Пизанский Собор схизматиков, перебравшиеся в Милан, воодушевленный победой французов, заявил теперь, что Юлий должен быть отстранен от всей духовной и мирской администрации и смещен. Однако это сборище недовольных придурков, думающих только о себе, поддерживали все меньше и меньше, и даже король Франции Людовик XII признал, что Собор – всего лишь призрак, который должен был напугать Юлия и которого Юлий ничуть не испугался. Более того, схизматики вынуждены были терпеть унижение, так как видели, как сотни солдат оккупационных войск бросаются на колени перед кардиналом де Медичи и молят об освобождении от церковного наказания, которое они навлекали на себя, ведя войну против верховного понтифика. Сам же верховный понтифик открыл Пятый Латеранский Собор (созванный отчасти как контрмера против Пизанского Собора), что и проделал с большой помпой. Произошло это 3 мая. К этому времени к Священной Лиге присоединилась Англия. И, председательствуя на Латеранском Соборе, Юлий нашел время послать украшенную жемчугом Золотую шапочку кардиналу Шиннеру и его швейцарскому войску, беззаветно преданным Святой Матери Церкви и Папе, и пообещал им свободный проход через папские владения, а также обильный запас продовольствия. В то же время, когда швейцарская армия с Шиннером во главе хлынула в Италию, император Максимилиан, теперь менее заинтересованный в дружбе с Францией, отозвал немецких пехотинцев, сыгравших такую решающую роль в битве под Равенной.

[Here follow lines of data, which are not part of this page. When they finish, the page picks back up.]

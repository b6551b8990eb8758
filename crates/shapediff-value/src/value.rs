//! The dynamic value graph.
//!
//! [`Value`] mirrors the runtime values of a reflective language: scalars
//! are held inline, while pointers, slices and maps live in shared cells.
//! Cloning a `Value` shares those cells, so aliasing and cycles can be
//! expressed by assigning a value through one of its own pointers.
//!
//! Cells are only ever mutated through the short-lived setters on `Value`
//! ([`Value::set_pointee`], [`Value::set_index`], [`Value::map_insert`]);
//! no mutable borrow outlives those calls, so readers may borrow freely.

use std::cell::{Ref, RefCell};
use std::collections::HashMap;
use std::fmt;
use std::rc::Rc;
use std::sync::Arc;

use crate::error::{ValueError, ValueResult};
use crate::key::Key;
use crate::types::{FloatWidth, IntWidth, Kind, Type};

/// A complex number with `f64` components.
#[derive(Clone, Copy, Debug, Default, PartialEq)]
pub struct Complex {
    pub re: f64,
    pub im: f64,
}

impl Complex {
    pub fn new(re: f64, im: f64) -> Self {
        Self { re, im }
    }
}

impl fmt::Display for Complex {
    fn fmt(&self, f: &mut fmt::Formatter<'_>) -> fmt::Result {
        write!(f, "({}{:+}i)", self.re, self.im)
    }
}

/// Opaque reference identity for channels and functions.
#[derive(Clone)]
pub struct Identity(Rc<()>);

impl Identity {
    pub fn new() -> Self {
        Self(Rc::new(()))
    }

    pub fn addr(&self) -> usize {
        Rc::as_ptr(&self.0) as usize
    }
}

impl Default for Identity {
    fn default() -> Self {
        Self::new()
    }
}

impl PartialEq for Identity {
    fn eq(&self, other: &Self) -> bool {
        Rc::ptr_eq(&self.0, &other.0)
    }
}

impl fmt::Debug for Identity {
    fn fmt(&self, f: &mut fmt::Formatter<'_>) -> fmt::Result {
        write!(f, "Identity({:#x})", self.addr())
    }
}

/// A channel handle. Nil when it has no identity.
#[derive(Clone, Debug, PartialEq)]
pub struct ChanRef {
    elem: Type,
    id: Option<Identity>,
}

impl ChanRef {
    pub fn elem(&self) -> &Type {
        &self.elem
    }

    pub fn addr(&self) -> Option<usize> {
        self.id.as_ref().map(Identity::addr)
    }
}

/// A function handle. Nil when it has no identity.
#[derive(Clone, Debug, PartialEq)]
pub struct FuncRef {
    signature: Arc<str>,
    id: Option<Identity>,
}

impl FuncRef {
    pub fn signature(&self) -> &str {
        &self.signature
    }

    pub fn addr(&self) -> Option<usize> {
        self.id.as_ref().map(Identity::addr)
    }
}

fn cell_addr<T>(cell: &Option<Rc<RefCell<T>>>) -> Option<usize> {
    cell.as_ref().map(|c| Rc::as_ptr(c) as *const () as usize)
}

fn same_cell<T>(a: &Option<Rc<RefCell<T>>>, b: &Option<Rc<RefCell<T>>>) -> bool {
    match (a, b) {
        (Some(a), Some(b)) => Rc::ptr_eq(a, b),
        (None, None) => true,
        _ => false,
    }
}

/// A pointer to a shared value cell.
#[derive(Clone)]
pub struct PtrRef {
    elem: Type,
    cell: Option<Rc<RefCell<Value>>>,
}

impl PtrRef {
    pub fn elem(&self) -> &Type {
        &self.elem
    }

    pub fn is_nil(&self) -> bool {
        self.cell.is_none()
    }

    pub fn addr(&self) -> Option<usize> {
        cell_addr(&self.cell)
    }

    /// Borrow the pointee. `None` for a nil pointer.
    pub fn get(&self) -> Option<Ref<'_, Value>> {
        self.cell.as_ref().map(|c| c.borrow())
    }

    /// Whether both pointers refer to the same cell.
    pub fn same_as(&self, other: &Self) -> bool {
        same_cell(&self.cell, &other.cell)
    }
}

impl fmt::Debug for PtrRef {
    fn fmt(&self, f: &mut fmt::Formatter<'_>) -> fmt::Result {
        match self.addr() {
            Some(addr) => write!(f, "Ptr<{}>({addr:#x})", self.elem),
            None => write!(f, "Ptr<{}>(nil)", self.elem),
        }
    }
}

/// A fixed-length sequence whose length is part of its type.
#[derive(Clone, Debug, PartialEq)]
pub struct ArrayValue {
    elem: Type,
    items: Vec<Value>,
}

Положение французов было безнадежным. Четырнадцатого июня швейцарским войскам сдалась Павия, а герцогство Миланское, осажденное папской армией, состоящей из венецианцев и испанцев под командованием герцога Урбинского, восстало против своих французских хозяев. Кардиналы-схизматики обнаружили, что положение их невыносимо, и бежали в Асти, оттуда они перебрались в Лион, где их порыв зловонного телогическо-политического ветра наконец затих. Генуя отказалась от союза с французами и избрала Джованни Фрегозо дожем; Римини, Чезена и Равенна вернулись к Папе, и наконец двадцатого июня Оттавиано Сфорца, епископ Лоди, вошел в Милан в качестве наместника Юлия. Людовик XII потерял все, включая город Асти, принадлежавший его семейству. Ликующий кардинал Шиннер написал Юлию из Павии, подробно описав череду чудесных побед, и весь Рим взорвался блеском победных празднеств.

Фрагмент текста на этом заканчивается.